Description of the task
Among the lines below, copy exactly those from the one with "use std::sync::Arc;" through the one with "use crate::web::handlers::counties::counties;", counting both ends.

The input
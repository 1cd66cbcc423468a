//! Main webserver implementation
//!
//! `WebServer` wraps a `QuoteService` and exposes it over HTTP. The service is
//! injected, so handlers run against the real engine or a mock alike.

use std::net::SocketAddr;
use std::sync::Arc;

use axum::routing::{get, post};
use axum::Router;
use tower::ServiceBuilder;
use tower_http::cors::CorsLayer;
use tower_http::trace::TraceLayer;

use engine::QuoteService;
use shared::{logging, service_info, ServiceId};

use crate::error::{WebServerError, WebServerResult};
use crate::state::WebServerState;
use crate::web::handlers::counties::counties;
use crate::web::handlers::health::health_check;
use crate::web::handlers::quotes::{
    benchmark, filter_options, latest_quotes, preview_quotes, quote_history, run_quotes,
};
use crate::web::handlers::summary::employee_summary;

/// HTTP front end over an injected quote service
pub struct WebServer<Q>
where
    Q: QuoteService,
{
    state: Arc<WebServerState>,
    quotes: Arc<Q>,
}

impl<Q: QuoteService> Clone for WebServer<Q> {
    fn clone(&self) -> Self {
        Self {
            state: Arc::clone(&self.state),
            quotes: Arc::clone(&self.quotes),
        }
    }
}

impl<Q> WebServer<Q>
where
    Q: QuoteService + 'static,
{
    pub fn new(bind_address: SocketAddr, quotes: Q) -> Self {
        Self::with_shared_service(bind_address, Arc::new(quotes))
    }

    pub fn with_shared_service(bind_address: SocketAddr, quotes: Arc<Q>) -> Self {
        Self {
            state: Arc::new(WebServerState::new(bind_address)),
            quotes,
        }
    }

    pub fn quotes(&self) -> &Q {
        &self.quotes
    }

    pub fn state(&self) -> &Arc<WebServerState> {
        &self.state
    }

    /// Build the Axum router with all routes
    pub fn build_router(&self) -> Router {
        Router::new()
            .route("/groups/:id/quotes", post(run_quotes::<Q>).get(latest_quotes::<Q>))
            .route("/groups/:id/quotes/history", get(quote_history::<Q>))
            .route("/groups/:id/quotes/preview", post(preview_quotes::<Q>))
            .route("/groups/:id/quotes/benchmark", post(benchmark::<Q>))
            .route("/groups/:id/quotes/filters", get(filter_options::<Q>))
            .route(
                "/groups/:id/summary/employees",
                get(employee_summary::<Q>).post(employee_summary::<Q>),
            )
            .route("/counties", get(counties::<Q>))
            .route("/health", get(health_check::<Q>))
            .layer(
                ServiceBuilder::new()
                    .layer(TraceLayer::new_for_http())
                    .layer(CorsLayer::permissive()),
            )
            .with_state(self.clone())
    }

    /// Serve until Ctrl+C
    pub async fn run(&self) -> WebServerResult<()> {
        let address = self.state.bind_address;
        let listener = tokio::net::TcpListener::bind(address)
            .await
            .map_err(|e| WebServerError::ServerStartup(format!("Failed to bind to {address}: {e}")))?;

        service_info!(ServiceId::current(), "🌐 Web server listening on http://{}", address);

        axum::serve(listener, self.build_router())
            .with_graceful_shutdown(shutdown_signal())
            .await
            .map_err(|e| WebServerError::ServerStartup(format!("Server error: {e}")))?;

        Ok(())
    }
}

async fn shutdown_signal() {
    match tokio::signal::ctrl_c().await {
        Ok(()) => logging::log_shutdown(ServiceId::current(), "Received Ctrl+C signal"),
        Err(err) => logging::log_error(ServiceId::current(), "Signal handling", &err),
    }
}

Exercise result
use std::sync::Arc;

use axum::routing::{get, post};
use axum::Router;
use tower::ServiceBuilder;
use tower_http::cors::CorsLayer;
use tower_http::trace::TraceLayer;

use engine::QuoteService;
use shared::{logging, service_info, ServiceId};

use crate::error::{WebServerError, WebServerResult};
use crate::state::WebServerState;
use crate::web::handlers::counties::counties;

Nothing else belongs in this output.